Over that time, 6,023 men were diagnosed with prostate cancer, including 811 who died of the disease. One in four of the participants reported having undergone a vasectomy.

When they analyzed the data, the team found a 10% overall increased risk of prostate cancer in those men who had a vasectomy.

However, further analysis found vasectomy was linked to a stronger increased risk of more aggressive forms of prostate cancer: a 19% higher risk for advanced cancer and a 20% higher risk of the lethal form.

And for a subgroup of men who were having regular PSA tests, the increased risk was 56%.

There was no significant link between vasectomy and risk of low-grade cancer.

Concerns have been raised before in connection with this type of study, that the links could be a result of bias, but the researchers say their analyses took into account diverse information that meant they could rule out potential biases. For example, one bias could be that men who have vasectomies are more likely to seek medical care, or undergo more PSA tests. They also ruled out bias due to the possibility of sexually transmitted infections.

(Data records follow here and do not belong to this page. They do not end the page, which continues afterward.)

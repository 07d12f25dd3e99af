//! Static schema tables and the process-wide registry.
//!
//! The tables transcribe the gateway's documented field requirements for each
//! transaction type. The registry is built once on first use and never
//! mutated afterward, so concurrent reads need no locking.

use std::{collections::HashMap, fmt::Write as _, sync::OnceLock};

use crate::{
    error::{GatewayError, Result},
    schema::{CREDENTIAL_FIELDS, FieldDef, FieldRule, TransactionType},
};

const fn req(name: &'static str) -> FieldDef {
    FieldDef::required(name)
}

const fn grp(name: &'static str, group: &'static str) -> FieldDef {
    FieldDef::in_group(name, group)
}

const fn opt(name: &'static str) -> FieldDef {
    FieldDef::optional(name)
}

/// Schema for one transaction type: gateway method, wire discriminator, and
/// the ordered field definitions.
#[derive(Debug, Clone, Copy)]
pub struct TypeSchema {
    method: &'static str,
    tranx_type: Option<&'static str>,
    check_type: Option<&'static str>,
    fields: &'static [FieldDef],
    discretionary_data: bool,
}
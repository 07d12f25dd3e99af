//! Print what each transaction type expects.
//!
//! The schema registry drives validation and this help output alike; use it
//! to discover which fields a request needs before wiring one up.
//!
//! Run with: `cargo run --example request_fields`

use paytrace_client::TransactionType;

fn main() -> paytrace_client::Result<()> {
    for ty in [
        TransactionType::Sale,
        TransactionType::Authorization,
        TransactionType::Refund,
        TransactionType::Void,
        TransactionType::CheckSale,
        TransactionType::EmailReceipt,
    ] {
        println!("{}\n", ty.describe()?);
    }
    Ok(())
}
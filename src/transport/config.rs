//! Transport configuration types.
//!
//! TOML-deserializable settings for the HTTP transport, with serde defaults
//! and explicit bounds validation.

use std::time::Duration;

use serde::Deserialize;

use crate::error::{GatewayError, Result};

/// HTTP transport configuration.
///
/// # Examples
///
/// ```toml
/// [transport]
/// timeout_secs = 60
/// connect_timeout_secs = 10
/// pool_max_idle_per_host = 10
/// ```
#[derive(Debug, Clone, Deserialize)]
pub struct HttpConfig {
    /// Maximum idle connections per host.
    #[serde(default = "default_pool_max_idle")]
    pub pool_max_idle_per_host: usize,

    /// Request timeout in seconds.
    #[serde(default = "default_timeout_secs")]
    pub timeout_secs: u64,

    /// Connection timeout in seconds.
    #[serde(default = "default_connect_timeout_secs")]
    pub connect_timeout_secs: u64,
}

impl Default for HttpConfig {
    fn default() -> Self {
        Self {
            pool_max_idle_per_host: default_pool_max_idle(),
            timeout_secs: default_timeout_secs(),
            connect_timeout_secs: default_connect_timeout_secs(),
        }
    }
}

impl HttpConfig {
    /// Validates configuration values are within acceptable bounds.
    ///
    /// # Errors
    ///
    /// Returns an error if timeout values are outside valid ranges:
    /// - `timeout_secs`: must be 1-300 seconds
    /// - `connect_timeout_secs`: must be 1-60 seconds
    pub fn validate(&self) -> Result<()> {
        if self.timeout_secs == 0 || self.timeout_secs > 300 {
            return Err(GatewayError::Config("timeout_secs must be between 1 and 300".to_owned()));
        }
        if self.connect_timeout_secs == 0 || self.connect_timeout_secs > 60 {
            return Err(GatewayError::Config(
                "connect_timeout_secs must be between 1 and 60".to_owned(),
            ));
        }
        Ok(())
    }

    /// Returns the request timeout as a Duration.
    #[must_use]
    pub fn timeout(&self) -> Duration {
        Duration::from_secs(self.timeout_secs)
    }

    /// Returns the connect timeout as a Duration.
    #[must_use]
    pub fn connect_timeout(&self) -> Duration {
        Duration::from_secs(self.connect_timeout_secs)
    }
}

fn default_pool_max_idle() -> usize {
    10
}

// The gateway is slow to answer under settlement load; give it a minute.
fn default_timeout_secs() -> u64 {
    60
}

fn default_connect_timeout_secs() -> u64 {
    10
}
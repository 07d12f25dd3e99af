//! Decoder for the gateway's flat key/value reply format.
//!
//! The gateway answers every request with pipe-delimited `KEY~VALUE` pairs,
//! for example:
//!
//! ```text
//! TRANSACTIONID~26303013|RESPONSE~101. Your transaction was successfully approved.|
//! ```
//!
//! Pair ordering is not guaranteed and unknown keys are preserved verbatim so
//! the decoder keeps working when the gateway adds fields. A reply the
//! decoder cannot split into pairs fails with
//! [`GatewayError::Decode`](crate::GatewayError::Decode); there is no partial
//! decode.

use std::collections::BTreeMap;

use crate::error::{GatewayError, Result};

/// Longest response prefix carried in a decode error.
const SNIPPET_LEN: usize = 100;

/// A decoded gateway reply.
///
/// Immutable once constructed. A decoded decline is still a successful call;
/// inspect [`code`](Self::code) or [`is_approved`](Self::is_approved) for the
/// business outcome.
#[derive(Debug, Clone, PartialEq, Eq)]
pub struct Response {
    fields: BTreeMap<String, String>,
}

impl Response {
    /// Parses a raw reply body.
    ///
    /// Tolerates surrounding whitespace, a trailing delimiter, and empty
    /// trailing segments. Duplicate keys keep the last value.
    ///
    /// # Errors
    ///
    /// Returns [`GatewayError::Decode`] when the body is empty or any
    /// non-empty segment lacks the `~` key/value separator.
    pub fn decode(raw: &str) -> Result<Self> {
        let body = raw.trim();
        let mut fields = BTreeMap::new();
        for segment in body.split('|') {
            if segment.is_empty() {
                continue;
            }
            let Some((key, value)) = segment.split_once('~') else {
                return Err(decode_error(raw));
            };
            if key.is_empty() {
                return Err(decode_error(raw));
            }
            fields.insert(key.to_owned(), value.to_owned());
        }
        if fields.is_empty() {
            return Err(decode_error(raw));
        }
        Ok(Self { fields })
    }

    /// Value of one reply field.
    #[must_use]
    pub fn get(&self, key: &str) -> Option<&str> {
        self.fields.get(key).map(String::as_str)
    }

    /// All decoded fields, ordered by key.
    #[must_use]
    pub fn fields(&self) -> &BTreeMap<String, String> {
        &self.fields
    }

    /// `TRANSACTIONID`, for chaining into a Void or Capture request.
    #[must_use]
    pub fn transaction_id(&self) -> Option<&str> {
        self.get("TRANSACTIONID")
    }

    /// `CHECKID`, for chaining into check follow-up requests.
    #[must_use]
    pub fn check_id(&self) -> Option<&str> {
        self.get("CHECKID")
    }

    /// Human-readable `RESPONSE` text.
    #[must_use]
    pub fn response_text(&self) -> Option<&str> {
        self.get("RESPONSE")
    }

    /// Human-readable `ERROR` text, present on gateway-rejected requests.
    #[must_use]
    pub fn error_text(&self) -> Option<&str> {
        self.get("ERROR")
    }

    /// Numeric prefix of the `RESPONSE` (or, failing that, `ERROR`) text.
    ///
    /// The gateway leads every status message with its code, e.g.
    /// `101. Your transaction was successfully approved.`
    #[must_use]
    pub fn code(&self) -> Option<u32> {
        let text = self.response_text().or_else(|| self.error_text())?;
        let digits: String = text.chars().take_while(char::is_ascii_digit).collect();
        digits.parse().ok()
    }

    /// Whether the reply carries an approval code.
    ///
    /// Approvals occupy the 100-range of gateway codes; an `ERROR` reply is
    /// never an approval regardless of its code.
    #[must_use]
    pub fn is_approved(&self) -> bool {
        self.error_text().is_none() && self.code().is_some_and(|code| (100..200).contains(&code))
    }
}

fn decode_error(raw: &str) -> GatewayError {
    GatewayError::Decode { snippet: raw.chars().take(SNIPPET_LEN).collect() }
}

It should be noted that the researchers are not suggesting in this study that simply undergoing regular PSA screening can raise the risk of prostate cancer. There could be other explanations for why the men having regular PSA screening showed the strongest raised risk for prostate cancer. For instance, if an initial screening is positive, then regular screening is recommended.

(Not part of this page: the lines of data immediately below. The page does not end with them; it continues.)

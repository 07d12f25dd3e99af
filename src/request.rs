//! Schema-bound request objects.
//!
//! A [`Request`] is bound to exactly one [`TransactionType`] at construction
//! and accumulates field values against that type's schema. Unrecognized
//! field names fail loudly, validation walks the schema without touching the
//! network, and encoding renders the deterministic `PARMLIST` wire form the
//! gateway expects.
//!
//! ```
//! use paytrace_client::{Request, TransactionType};
//!
//! # fn main() -> paytrace_client::Result<()> {
//! let mut request = Request::new(TransactionType::Void)?;
//! request.set_field("tranxid", "26303013")?;
//! assert!(request.validate().is_ok());
//! # Ok(())
//! # }
//! ```

use std::{collections::BTreeMap, fmt::Write as _};

use url::form_urlencoded;

use crate::{
    credentials::Credentials,
    error::{GatewayError, Result, ValidationError},
    schema::{Registry, TransactionType, TypeSchema},
};

/// A request bound to one transaction type.
///
/// Mutated only before submission; submitting it is a caller-driven sequence
/// of [`validate`](Self::validate) and [`encode`](Self::encode) (the client
/// drives both). Re-validating is always safe; re-sending the same request
/// may create a duplicate transaction at the gateway, and the core neither
/// suppresses nor dedupes that; it is a caller decision.
#[derive(Debug, Clone)]
pub struct Request {
    tranx_type: TransactionType,
    schema: &'static TypeSchema,
    fields: BTreeMap<String, String>,
    discretionary: BTreeMap<String, String>,
}

impl Request {
    /// Creates an empty request for one transaction type.
    ///
    /// # Errors
    ///
    /// Returns [`GatewayError::SchemaNotFound`] if the registry has no schema
    /// for the type, which cannot happen for the statically-defined types.
    pub fn new(tranx_type: TransactionType) -> Result<Self> {
        let schema = Registry::global().rules_for(tranx_type)?;
        Ok(Self {
            tranx_type,
            schema,
            fields: BTreeMap::new(),
            discretionary: BTreeMap::new(),
        })
    }

    /// Creates a request pre-populated with field values.
    ///
    /// # Errors
    ///
    /// Returns [`GatewayError::UnknownField`] if any name is not recognized
    /// for this transaction type.
    pub fn with_fields(tranx_type: TransactionType, initial: &[(&str, &str)]) -> Result<Self> {
        let mut request = Self::new(tranx_type)?;
        for (name, value) in initial {
            request.set_field(name, value)?;
        }
        Ok(request)
    }

    /// The transaction type this request is bound to.
    #[must_use]
    pub fn transaction_type(&self) -> TransactionType {
        self.tranx_type
    }

    /// The schema this request validates against.
    #[must_use]
    pub fn schema(&self) -> &'static TypeSchema {
        self.schema
    }

    /// Sets one field, overwriting any previous value (last write wins).
    ///
    /// Field names are the lowercase, case-sensitive names from the schema.
    /// The global credential names (`un`, `pswd`, `terms`) are also accepted,
    /// though the active credential context is authoritative for `un` and
    /// `pswd` at encode time. An empty value is stored but counts as
    /// "provided but empty" and satisfies no rule.
    ///
    /// # Errors
    ///
    /// Returns [`GatewayError::UnknownField`] for any other name, for every
    /// transaction type.
    pub fn set_field(&mut self, name: &str, value: &str) -> Result<()> {
        if !self.schema.recognizes(name) {
            return Err(GatewayError::UnknownField(name.to_owned()));
        }
        self.fields.insert(name.to_owned(), value.to_owned());
        Ok(())
    }

    /// Sets a merchant-defined discretionary data field.
    ///
    /// Names the schema recognizes are routed through
    /// [`set_field`](Self::set_field); anything else is accepted verbatim,
    /// but only for transaction types whose schema allows discretionary data.
    ///
    /// # Errors
    ///
    /// Returns [`GatewayError::UnknownField`] when the type does not accept
    /// discretionary data.
    pub fn set_discretionary(&mut self, name: &str, value: &str) -> Result<()> {
        if self.schema.recognizes(name) {
            return self.set_field(name, value);
        }
        if !self.schema.allows_discretionary_data() {
            return Err(GatewayError::UnknownField(name.to_owned()));
        }
        self.discretionary.insert(name.to_owned(), value.to_owned());
        Ok(())
    }

    /// Current value of one field, if set.
    #[must_use]
    pub fn field(&self, name: &str) -> Option<&str> {
        self.fields
            .get(name)
            .or_else(|| self.discretionary.get(name))
            .map(String::as_str)
    }

    /// Checks the accumulated fields against the schema.
    ///
    /// Pure and repeatable: no mutation, no network, same result on every
    /// call until the request changes. All `Required` rules are checked
    /// before any group rule, so a missing required field is reported even
    /// when a group is also unsatisfied.
    ///
    /// # Errors
    ///
    /// Returns [`ValidationError::MissingRequiredField`] for the first absent
    /// or empty required field, then
    /// [`ValidationError::MissingRequiredGroup`] for the first group with no
    /// present member.
    pub fn validate(&self) -> std::result::Result<(), ValidationError> {
        for name in self.schema.required_fields() {
            if !self.is_present(name) {
                return Err(ValidationError::MissingRequiredField(name.to_owned()));
            }
        }
        for group in self.schema.groups() {
            let members = self.schema.group_members(group);
            if !members.iter().any(|name| self.is_present(name)) {
                return Err(ValidationError::MissingRequiredGroup {
                    group: group.to_owned(),
                    members: members.into_iter().map(str::to_owned).collect(),
                });
            }
        }
        Ok(())
    }

    /// Renders the wire payload: uppercase `KEY~VALUE` pairs sorted by key,
    /// joined with `|` and a trailing delimiter, form-urlencoded as the
    /// single `PARMLIST` parameter.
    ///
    /// The synthetic `METHOD`, `TRANXTYPE`/`CHECKTYPE` and `TERMS` fields are
    /// added here, credentials are merged in from the active context, and
    /// `TEST~Y` is injected for transaction-processing methods when test mode
    /// is enabled. Encoding is deterministic for a given field mapping and
    /// credential pair.
    #[must_use]
    pub fn encode(&self, credentials: &Credentials, test_mode: bool) -> String {
        let mut wire: BTreeMap<String, String> = BTreeMap::new();
        for (name, value) in self.fields.iter().chain(&self.discretionary) {
            let wire_name = name.to_ascii_uppercase();
            let wire_value = if wire_name == "SWIPE" { encode_swipe(value) } else { value.clone() };
            wire.insert(wire_name, wire_value);
        }

        wire.insert("METHOD".to_owned(), self.schema.gateway_method().to_owned());
        if let Some(tranx_type) = self.schema.tranx_type() {
            wire.insert("TRANXTYPE".to_owned(), tranx_type.to_owned());
        }
        if let Some(check_type) = self.schema.check_type() {
            wire.insert("CHECKTYPE".to_owned(), check_type.to_owned());
        }
        wire.entry("TERMS".to_owned()).or_insert_with(|| "Y".to_owned());
        wire.insert("UN".to_owned(), credentials.username().to_owned());
        wire.insert("PSWD".to_owned(), credentials.password().to_owned());
        if test_mode && self.schema.is_transaction_method() {
            wire.entry("TEST".to_owned()).or_insert_with(|| "Y".to_owned());
        }

        let mut parmlist = String::new();
        for (key, value) in &wire {
            let _ = write!(parmlist, "{key}~{value}|");
        }
        form_urlencoded::Serializer::new(String::new())
            .append_pair("PARMLIST", &parmlist)
            .finish()
    }

    fn is_present(&self, name: &str) -> bool {
        self.fields.get(name).is_some_and(|value| !value.is_empty())
    }
}

/// Swipe data carries track separators that collide with the pair delimiter;
/// the gateway wants them replaced and the value percent-escaped on its own.
fn encode_swipe(value: &str) -> String {
    let sanitized = value.replace('|', "***");
    form_urlencoded::byte_serialize(sanitized.as_bytes()).collect()
}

Another point to note is that these numbers refer to relative risk – that is the extent to which the underlying or absolute risk of developing the disease is affected. So, for example, if a person’s risk of getting a disease is 10%, then a relative risk of 10% means the absolute risk is only 10% of 10%, or 11%.

In this study, 16 out of every 1,000 men developed lethal prostate cancer over 24 years of follow-up. Thus, the result that vasectomy was linked to a 20% raised risk of lethal prostate cancer, is relative to that 16 out of 1,000.

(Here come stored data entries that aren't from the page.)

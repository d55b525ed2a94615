use std::{
    error::Error,
    thread,
    time::{Duration, Instant},
};

use rand_chacha::ChaCha8Rng;
use rand_core::SeedableRng as _;
use tricell::*;

#[derive(Debug, Clone, PartialEq)]
struct Config {
    pub seed: u64,
    pub size: UVec2,
    pub generations: u32,
    pub tick: Duration,
    pub chunk_len: usize,
    pub seed_policy: SeedPolicy,
    pub alive_glyph: char,
    /// Inert cells render like dead ones unless this is changed.
    pub inert_glyph: char,
    pub dead_glyph: char,
}

impl Default for Config {
    fn default() -> Self {
        Self {
            seed: 42,
            size: UVec2::new(64, 24),
            generations: 16,
            tick: Duration::from_millis(500),
            chunk_len: DEFAULT_CHUNK_LEN,
            seed_policy: SeedPolicy::default(),
            alive_glyph: '#',
            inert_glyph: ' ',
            dead_glyph: ' ',
        }
    }
}

impl Config {
    /// `tricell-sim [seed] [generations]`
    fn from_args(mut args: impl Iterator<Item = String>) -> Result<Self, Box<dyn Error>> {
        let mut config = Self::default();
        if let Some(seed) = args.next() {
            config.seed = seed.parse()?;
        }
        if let Some(generations) = args.next() {
            config.generations = generations.parse()?;
        }
        Ok(config)
    }

    fn glyph(&self, state: CellState) -> char {
        match state {
            CellState::Alive => self.alive_glyph,
            CellState::Inert => self.inert_glyph,
            CellState::Dead => self.dead_glyph,
        }
    }
}

fn main() -> Result<(), Box<dyn Error>> {
    #[cfg(feature = "trace")]
    tracing_subscriber::fmt::init();

    let config = Config::from_args(std::env::args().skip(1))?;

    let prng = ChaCha8Rng::seed_from_u64(config.seed);
    let mut grid = Grid::new_random(config.size, &config.seed_policy, prng)?.with_schedule(
        Schedule::Pool {
            chunk_len: config.chunk_len,
        },
    );

    let mut deadline = Instant::now();
    loop {
        println!("{}", export_txt2(&grid, &config));
        report(&grid);

        if grid.generation() >= config.generations as u64 {
            break;
        }

        deadline += config.tick;
        thread::sleep(deadline.saturating_duration_since(Instant::now()));
        grid.advance();
    }

    Ok(())
}

fn report(grid: &Grid) {
    let pop = grid.population();
    #[cfg(feature = "trace")]
    tracing::info!(
        generation = grid.generation(),
        alive = pop.alive,
        inert = pop.inert,
        dead = pop.dead,
        "tick"
    );
    #[cfg(not(feature = "trace"))]
    println!(
        "generation {}: {} alive, {} inert, {} dead",
        grid.generation(),
        pop.alive,
        pop.inert,
        pop.dead
    );
}

fn export_txt2(grid: &Grid, config: &Config) -> String {
    let cells = grid.cells();
    let mut s = String::with_capacity(cells.len() + grid.rows() as usize);
    let mut i = 0;
    for cell in cells {
        s.push(config.glyph(cell.state));
        i += 1;
        if i == grid.cols() {
            i = 0;
            s.push('\n');
        }
    }
    s
}
/// State of a single automaton site.
///
/// `Inert` is a sink: once a cell is inert it never changes again, and it
/// never counts as a live neighbor.
#[derive(Debug, Default, Clone, Copy, PartialEq, Eq, Hash)]
#[repr(u8)]
pub enum CellState {
    #[default]
    Dead = 0,
    Alive = 1,
    Inert = 2,
}

impl CellState {
    /// All states, in ordinal order.
    pub const ALL: [CellState; 3] = [CellState::Dead, CellState::Alive, CellState::Inert];

    #[inline]
    pub fn ordinal(self) -> u8 {
        self as u8
    }

    /// Map an ordinal back to a state. Unknown values decode as `Dead`.
    pub fn from_ordinal(value: u8) -> Self {
        match value {
            1 => CellState::Alive,
            2 => CellState::Inert,
            _ => CellState::Dead,
        }
    }

    /// Successor state given the tally of the Moore neighborhood.
    ///
    /// Out-of-bounds neighbors are absent from `counts` rather than counted
    /// as any particular state.
    pub fn next(self, counts: &StateCounts) -> Self {
        match self {
            // 23/3
            CellState::Alive => {
                if counts.alive < 2 || counts.alive > 3 {
                    CellState::Dead
                } else {
                    CellState::Alive
                }
            }
            CellState::Dead => {
                if counts.alive == 3 {
                    CellState::Alive
                } else {
                    CellState::Dead
                }
            }
            CellState::Inert => CellState::Inert,
        }
    }
}

/// Number of cells in each state, usually over a Moore neighborhood.
#[derive(Debug, Default, Clone, Copy, PartialEq, Eq)]
pub struct StateCounts {
    pub dead: u32,
    pub alive: u32,
    pub inert: u32,
}

impl StateCounts {
    pub fn from_states(states: impl IntoIterator<Item = CellState>) -> Self {
        let mut counts = Self::default();
        for state in states {
            counts.add(state);
        }
        counts
    }

    #[inline]
    pub fn add(&mut self, state: CellState) {
        match state {
            CellState::Dead => self.dead += 1,
            CellState::Alive => self.alive += 1,
            CellState::Inert => self.inert += 1,
        }
    }

    #[inline]
    pub fn get(&self, state: CellState) -> u32 {
        match state {
            CellState::Dead => self.dead,
            CellState::Alive => self.alive,
            CellState::Inert => self.inert,
        }
    }

    pub fn total(&self) -> u32 {
        self.dead + self.alive + self.inert
    }
}

#[cfg(test)]
mod tests {
    use super::*;

    fn counts(alive: u32, dead: u32, inert: u32) -> StateCounts {
        StateCounts { dead, alive, inert }
    }

    #[test]
    fn alive_survives_with_two_or_three() {
        for n in 0..=8 {
            let next = CellState::Alive.next(&counts(n, 8 - n, 0));
            if n < 2 || n > 3 {
                assert_eq!(next, CellState::Dead, "n={n}");
            } else {
                assert_eq!(next, CellState::Alive, "n={n}");
            }
        }
    }

    #[test]
    fn dead_born_with_exactly_three() {
        for n in 0..=8 {
            let next = CellState::Dead.next(&counts(n, 0, 8 - n));
            let expected = if n == 3 {
                CellState::Alive
            } else {
                CellState::Dead
            };
            assert_eq!(next, expected, "n={n}");
        }
    }

    #[test]
    fn inert_is_a_sink() {
        for n in 0..=8 {
            assert_eq!(CellState::Inert.next(&counts(n, 0, 0)), CellState::Inert);
            assert_eq!(CellState::Inert.next(&counts(0, 0, n)), CellState::Inert);
        }
    }

    #[test]
    fn inert_neighbors_are_ignored() {
        // 2 alive + 6 inert: still survives, inert doesn't push it over 3
        assert_eq!(CellState::Alive.next(&counts(2, 0, 6)), CellState::Alive);
        // 3 inert alone never triggers a birth
        assert_eq!(CellState::Dead.next(&counts(0, 5, 3)), CellState::Dead);
    }

    #[test]
    fn ordinals() {
        for state in CellState::ALL {
            assert_eq!(CellState::from_ordinal(state.ordinal()), state);
        }
        assert_eq!(CellState::Dead.ordinal(), 0);
        assert_eq!(CellState::Alive.ordinal(), 1);
        assert_eq!(CellState::Inert.ordinal(), 2);
        assert_eq!(CellState::from_ordinal(7), CellState::Dead);
    }

    #[test]
    fn tally() {
        use CellState::*;
        let c = StateCounts::from_states([Alive, Dead, Inert, Alive, Alive]);
        assert_eq!(c.get(Alive), 3);
        assert_eq!(c.get(Dead), 1);
        assert_eq!(c.get(Inert), 1);
        assert_eq!(c.total(), 5);
    }
}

Therefore, as the researchers point out, although the 20% was found to be statistically significant (that is unlikely due to chance), its effect is a relatively small increase in the absolute risk of developing prostate cancer.

“The decision to opt for a vasectomy as a form of birth control is a highly personal one and a man should discuss the risks and benefits with his physician,” says co-author Kathryn Wilson, a research associate in HSPH’s Department of Epidemiology.

Funds from the National Cancer Institute and the National Institutes of Health helped finance the study.

Meanwhile, Medical News Today reported how a study led by the University of Adelaide in Australia found that a test based on semen may be more accurate at diagnosing prostate cancer. The researchers found that testing semen samples for small molecules called microRNAs was “surprisingly accurate” at indicating which men had prostate cancer and how severe it was.